The quality of our teaching = to the quality of our feedback

Telling isn't teaching. Player's learn through their own experience. Yet what makes an experience a learning opportunity is the feedback associated with it.

Certain aspects of the game provide it's own excellent feedback and have nothing to do with us (shooting for example).

But for many skill areas it's not obvious to players how they're performing until they get tangible feedback from us. It's there that our ability to offer useful feedback determines our effectiveness as a teacher and their development as players.

One great way to learn to give better feedback is to study the master trainer itself... the rim. First of all the rim makes it very clear what your 'shooting' for. You know exactly what success looks like, what your 'goal' is. It then gives excellent feedback with every attempt. Let's look in detail at the feedback it offers

Feedback Like the Rim

With every shot, the rim offers feedback that is...immediate, objective, and specific.

1) Immediate... No matter how many you've shot, no matter how late in the evening it is, the rim lets you know instantly how you did. Imagine 5 shots blindfolded, then getting feedback all at once on each shot. It'd be hard to know what to correct.

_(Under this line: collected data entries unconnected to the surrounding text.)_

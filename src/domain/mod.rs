//! Domain layer for edgekite-agent.
//!
//! Contains the canonical types shared across all modules:
//! - `EventRecord`: the immutable telemetry envelope
//! - `SourceContext`: per-session producer identity
//! - `Severity`: event severity carried on the wire
//! - `AgentError`: top-level error type

pub mod error;
pub mod event_record;
pub mod severity;
pub mod source;

pub use error::AgentError;
pub use event_record::{EventDetails, EventRecord, EventRecordBuilder, Privacy, Source};
pub use severity::Severity;
pub use source::SourceContext;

So maybe the lesson is... offer lots of feedback on the spot, simply and quickly. No need to stop play to lecture or give another demonstration, you've already done that. Let the drill or competition continue as they hear your feedback as they play, in the moment of the mistakes you are seeing. Be even more on-the-spot to offer positive feedback. Let them know the little things they did well. It tells them in no uncertain way, what matters to you.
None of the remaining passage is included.